L'agence sanitaire note elle aussi "une utilisation insuffisante du préservatif chez les HSH séropositifs observée dans les études comportementales depuis plusieurs années". Aussi préconise-t-elle "de mobiliser l'ensemble des outils de prévention", à savoir : le préservatif, le dépistage régulier du VIH, des IST de l'hépatite C ainsi que la PrEP.

Croissance du nombre de diagnostics précoces

Santé publique France déplore l'hésitation des médecins à prescrire des tests de dépistage du VIH en population générale, mais reconnaît des progrès en matière de précocité des diagnostics (39% de tous les cas de séropositivité sont désormais détectés à un stade précoce, chiffre qui atteint 49% chez les HSH).

Comme les années précédentes les trois quarts des 5 millions de sérologies VIH réalisées en France en 2015 l'ont été par des laboratoires de ville, tandis que les tests rapides (ou TROD) proposés par les associations à des populations qui échappent au dépistage (comme les migrants ou certains HSH) se sont stabilisés aux environs de 62.000 l'an dernier, comme en 2014.

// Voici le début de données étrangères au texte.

//! Admin user domain types.

use chrono::{DateTime, Utc};
use secrecy::SecretString;

use shopdesk_core::{AdminRole, AdminUserId};

/// An admin login stored in the database.
///
/// `Debug` never prints the password hash: `SecretString` redacts it.
#[derive(Debug, Clone)]
pub struct AdminUser {
    pub id: AdminUserId,
    pub username: String,
    /// Argon2 PHC string.
    pub password_hash: SecretString,
    pub role: AdminRole,
    pub created_at: DateTime<Utc>,
    pub updated_at: DateTime<Utc>,
}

Sur un plan plus général, le nombre de nouveaux cas d'infections par le VIH est de 89 par million d'habitants, mais avec de très fortes disparités régionales : rapportée au nombre d'habitants, la Guyane est de loin la plus touchée par l'épidémie devant la Guadeloupe et la Martinique. En 4e position arrive l'Ile-de-France, où quelque 2.500 nouveaux cas sont découverts chaque année, soit 42% des découvertes de séropositivité en France alors que la région ne rassemble que 18% de la population française. Les Départements d'Outremer (DOM) représentent pour leur part 3% de la population française. 

avec AFP


[1] Pour désigner les hommes qui ont des relations sexuelles uniquement avec des hommes ou qui ont des relations avec des hommes et des femmes, sans tenir compte de la définition qu'ils font de leur orientation sexuelle, l'OMS (organisation mondiale de la santé) a retenu le sigle HSH (homme ayant des rapports sexuels avec des hommes).